Recruiting is a lengthy process, and we are now in the fourth month of trying to find a good fit.

Since I know people who are looking for a job are reading this, let me fill you in on a couple of "fails" some candidates make during interviews. (But frankly, this is mainly for amusement)

To give you a little context: we are in need of a full-stack developer. We have several projects requiring PHP, NET/ASP and Node on the back-end.
However, none of these projects justify dedicated positions. This leaves us with the problem of ideally finding someone who can either do it all or at least come with a solid understanding of at least two of those requirements and an eagerness to learn. Now, there are requirements for the front-end as well, but that is not relevant for this post. Here is a little "best of"

The boot-camp keyboard warrior

Candidate: "I don't write PHP"

Us: "We can see that from your resume. But since you have experience with high level languages, I was wondering how fast you would be able to pick it up."

Candidate: "PHP is not a high level language."

Us: "How would you categorize it?"

Candidate: "It is an inconsistent dinosaur that's why everybody hates it."

Us: "So you looked at it and disliked it?"

Candidate: "No, I haven't"

Us: "Is this the reason it is not a high level language?"

Candidate: "Yes, I think so"

Us: "OK. Let's skip that for now. I really like the design of your portfolio site. What did you use to build that?"

Candidate: "I designed it with tailwind and the animations are all done by hand with vanilla JS."

Us: "Very nice! But this is dynamic content, isn't it? Is that node?"

Candidate: "No. For the blog I used wordpress."

The artisan web ninja

Candidate: "Is this a trick question?" (pointing at a sheet for HR)

Us: "Which one?"

Candidate: "The one about professional recommendations."

Us: "No. This is in case HR wants to reach out to former employers or peers who have worked with you. This normally doesn't happen, though."

Candidate: "But. OK."

Us: "Don't worry, we will not call your current employer."

Candidate: "So it is a trick question."

Us: "I am not sure how you mean that. But we will not call anybody at [listed company in resume] as you still work there."

Candidate: "No"

Us: "You don't work at [listed company in resume]?"

Candidate: "Yes. I mean no, I did."

Us: "Ok. When did that change?"

Candidate: "In March."

Us: "It says here you are still working there. What have you done in the last six months?"

Candidate: "I knew I would fall for the first trick question."

The web guru

( this one has made it to a technical part )

Us: "You seem to be stuck here."

Candidate: "I don't understand this code base."

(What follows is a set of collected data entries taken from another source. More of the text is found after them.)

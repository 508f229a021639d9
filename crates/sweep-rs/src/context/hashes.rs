//! Content-addressed short identifiers for prunable content.
//!
//! Every piece of content the agent may refer to (a tool output, an
//! assistant text part, a reasoning block, a tagged segment inside a text
//! part) gets a 6-hex-character id derived from a SHA-256 digest of its
//! stable serialization. Ids are shown to the agent as trailing
//! `<ctx-id>…</ctx-id>` tags so that previews and truncation, which work on
//! the head of the content, never cut them off.
//!
//! Collisions are resolved by suffixing (`abc123_2`, `abc123_3`, …). Once
//! an id is bound to a location it stays bound for the rest of the session.

use regex::Regex;
use serde::{Deserialize, Serialize};
use serde_json::Value;
use sha2::{Digest, Sha256};
use std::collections::{BTreeMap, HashMap};
use std::sync::LazyLock;

use crate::tools::stable_json;

/// Hex characters kept from the digest.
pub const HASH_LEN: usize = 6;

pub const TAG_OPEN: &str = "<ctx-id>";
pub const TAG_CLOSE: &str = "</ctx-id>";
pub const SEGMENT_OPEN: &str = "<segment>";
pub const SEGMENT_CLOSE: &str = "</segment>";

static TAG_RE: LazyLock<Regex> = LazyLock::new(|| {
    Regex::new(r"\s*<ctx-id>[0-9a-f]{6}(?:_\d+)?</ctx-id>").expect("static regex")
});

/// Which registry an id lives in.
#[derive(Serialize, Deserialize, Clone, Copy, Debug, PartialEq, Eq, PartialOrd, Ord, Hash)]
#[serde(rename_all = "snake_case")]
pub enum HashCategory {
    Tool,
    Message,
    Reasoning,
    Segment,
}

impl std::fmt::Display for HashCategory {
    fn fmt(&self, f: &mut std::fmt::Formatter<'_>) -> std::fmt::Result {
        f.write_str(match self {
            HashCategory::Tool => "tool",
            HashCategory::Message => "message",
            HashCategory::Reasoning => "reasoning",
            HashCategory::Segment => "segment",
        })
    }
}

/// Where hashed content lives in the message list.
#[derive(Serialize, Deserialize, Clone, Debug, PartialEq, Eq, PartialOrd, Ord, Hash)]
#[serde(tag = "kind", rename_all = "snake_case")]
pub enum Location {
    /// A tool call, identified by its call id.
    Tool { call_id: String },
    /// A whole text or reasoning part.
    Part {
        message_id: String,
        part_index: usize,
    },
    /// The `ordinal`-th `<segment>` inside a text part.
    Segment {
        message_id: String,
        part_index: usize,
        ordinal: usize,
    },
}

/// A registered id: where it points and roughly how big the content was.
#[derive(Serialize, Deserialize, Clone, Debug, PartialEq, Eq)]
pub struct HashEntry {
    pub location: Location,
    /// Estimated tokens of the content when it was registered.
    #[serde(default)]
    pub tokens: usize,
}

/// One direction is serialized; the reverse index is rebuilt on load.
#[derive(Serialize, Deserialize, Clone, Debug, Default)]
#[serde(
    from = "BTreeMap<String, HashEntry>",
    into = "BTreeMap<String, HashEntry>"
)]
pub struct BiMap {
    forward: HashMap<String, HashEntry>,
    reverse: HashMap<Location, String>,
}

impl BiMap {
    pub fn get(&self, hash: &str) -> Option<&HashEntry> {
        self.forward.get(hash)
    }

    pub fn hash_of(&self, location: &Location) -> Option<&str> {
        self.reverse.get(location).map(String::as_str)
    }

    pub fn len(&self) -> usize {
        self.forward.len()
    }

    pub fn is_empty(&self) -> bool {
        self.forward.is_empty()
    }

    /// Entries sorted by id.
    pub fn iter(&self) -> impl Iterator<Item = (&String, &HashEntry)> {
        let mut entries: Vec<_> = self.forward.iter().collect();
        entries.sort_by(|a, b| a.0.cmp(b.0));
        entries.into_iter()
    }

    fn insert(&mut self, hash: String, entry: HashEntry) {
        self.reverse.insert(entry.location.clone(), hash.clone());
        self.forward.insert(hash, entry);
    }

    fn clear(&mut self) {
        self.forward.clear();
        self.reverse.clear();
    }
}

impl From<BTreeMap<String, HashEntry>> for BiMap {
    fn from(map: BTreeMap<String, HashEntry>) -> Self {
        let mut bimap = BiMap::default();
        for (hash, entry) in map {
            bimap.insert(hash, entry);
        }
        bimap
    }
}

impl From<BiMap> for BTreeMap<String, HashEntry> {
    fn from(bimap: BiMap) -> Self {
        bimap.forward.into_iter().collect()
    }
}

/// What a masked file attachment was, kept so the agent can ask for it
/// again by id.
#[derive(Serialize, Deserialize, Clone, Debug, PartialEq, Eq)]
pub struct FileBreadcrumb {
    pub message_id: String,
    pub part_index: usize,
    pub filename: Option<String>,
    pub mime: String,
    pub bytes: usize,
    pub turn: u32,
}

/// The four id registries plus file breadcrumbs.
#[derive(Serialize, Deserialize, Clone, Debug, Default)]
#[serde(default)]
pub struct HashRegistry {
    pub tools: BiMap,
    pub messages: BiMap,
    pub reasoning: BiMap,
    pub segments: BiMap,
    pub breadcrumbs: BTreeMap<String, FileBreadcrumb>,
}

impl HashRegistry {
    pub fn new() -> Self {
        Self::default()
    }

    /// Assign (or return the existing) id for `content` at `location`.
    pub fn assign(
        &mut self,
        category: HashCategory,
        content: &Value,
        location: Location,
        tokens: usize,
    ) -> String {
        if let Some(existing) = self.map(category).hash_of(&location) {
            return existing.to_string();
        }
        let hash = self.unique_hash(&digest(content));
        self.map_mut(category)
            .insert(hash.clone(), HashEntry { location, tokens });
        hash
    }

    /// Record a masked file attachment under a fresh id.
    pub fn add_breadcrumb(&mut self, content: &Value, breadcrumb: FileBreadcrumb) -> String {
        if let Some((hash, _)) = self.breadcrumbs.iter().find(|(_, b)| {
            b.message_id == breadcrumb.message_id && b.part_index == breadcrumb.part_index
        }) {
            return hash.clone();
        }
        let hash = self.unique_hash(&digest(content));
        self.breadcrumbs.insert(hash.clone(), breadcrumb);
        hash
    }

    /// Look an id up in every registry.
    pub fn resolve(&self, hash: &str) -> Option<(HashCategory, &HashEntry)> {
        [
            HashCategory::Tool,
            HashCategory::Message,
            HashCategory::Reasoning,
            HashCategory::Segment,
        ]
        .into_iter()
        .find_map(|category| self.map(category).get(hash).map(|e| (category, e)))
    }

    pub fn hash_of(&self, category: HashCategory, location: &Location) -> Option<&str> {
        self.map(category).hash_of(location)
    }

    pub fn map(&self, category: HashCategory) -> &BiMap {
        match category {
            HashCategory::Tool => &self.tools,
            HashCategory::Message => &self.messages,
            HashCategory::Reasoning => &self.reasoning,
            HashCategory::Segment => &self.segments,
        }
    }

    fn map_mut(&mut self, category: HashCategory) -> &mut BiMap {
        match category {
            HashCategory::Tool => &mut self.tools,
            HashCategory::Message => &mut self.messages,
            HashCategory::Reasoning => &mut self.reasoning,
            HashCategory::Segment => &mut self.segments,
        }
    }

    fn is_taken(&self, hash: &str) -> bool {
        self.resolve(hash).is_some() || self.breadcrumbs.contains_key(hash)
    }

    fn unique_hash(&self, base: &str) -> String {
        if !self.is_taken(base) {
            return base.to_string();
        }
        let mut n = 2;
        loop {
            let candidate = format!("{base}_{n}");
            if !self.is_taken(&candidate) {
                return candidate;
            }
            n += 1;
        }
    }

    /// Total ids across all registries (breadcrumbs included).
    pub fn len(&self) -> usize {
        self.tools.len()
            + self.messages.len()
            + self.reasoning.len()
            + self.segments.len()
            + self.breadcrumbs.len()
    }

    pub fn is_empty(&self) -> bool {
        self.len() == 0
    }

    pub fn clear(&mut self) {
        self.tools.clear();
        self.messages.clear();
        self.reasoning.clear();
        self.segments.clear();
        self.breadcrumbs.clear();
    }
}

/// First [`HASH_LEN`] hex characters of the SHA-256 of the stable JSON.
pub fn digest(content: &Value) -> String {
    let bytes = Sha256::digest(stable_json(content).as_bytes());
    hex::encode(&bytes[..HASH_LEN / 2])
}

/// The tag appended to content carrying `hash`.
pub fn tag(hash: &str) -> String {
    format!("\n{TAG_OPEN}{hash}{TAG_CLOSE}")
}

/// The tag placed right after a segment's closing marker.
pub fn inline_tag(hash: &str) -> String {
    format!("{TAG_OPEN}{hash}{TAG_CLOSE}")
}

/// Remove every id tag (and the whitespace before it) from `text`.
pub fn strip(text: &str) -> String {
    TAG_RE.replace_all(text, "").into_owned()
}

Us: "To be honest, this is how this part is designed. The target is to see how you go about understanding legacy code."

Candidate: "But it doesn't make any sense."

Us: "Where are you stuck?"

Candidate: "This variable is never declared, why does this work."

Us: "You mean this method?"

Candidate: "No, this function here."

Us: "Hm. Could this be a magic method?" (yes, it could)

Candidate (laughs): "Right. And I need a wand not a keyboard."

Us: "Are you familiar with magic methods?"

Candidate: "Are you serious?"

Us: "Yes. But it's okay if you haven't. It's not very common. How would you solve for such a case?"

Candidate (still grins): "Am I also allowed to use magic? Or am I only allowed to code?"

Us: "Seriously, there is such a thing as magic functions in PHP. And it's actually rather simple."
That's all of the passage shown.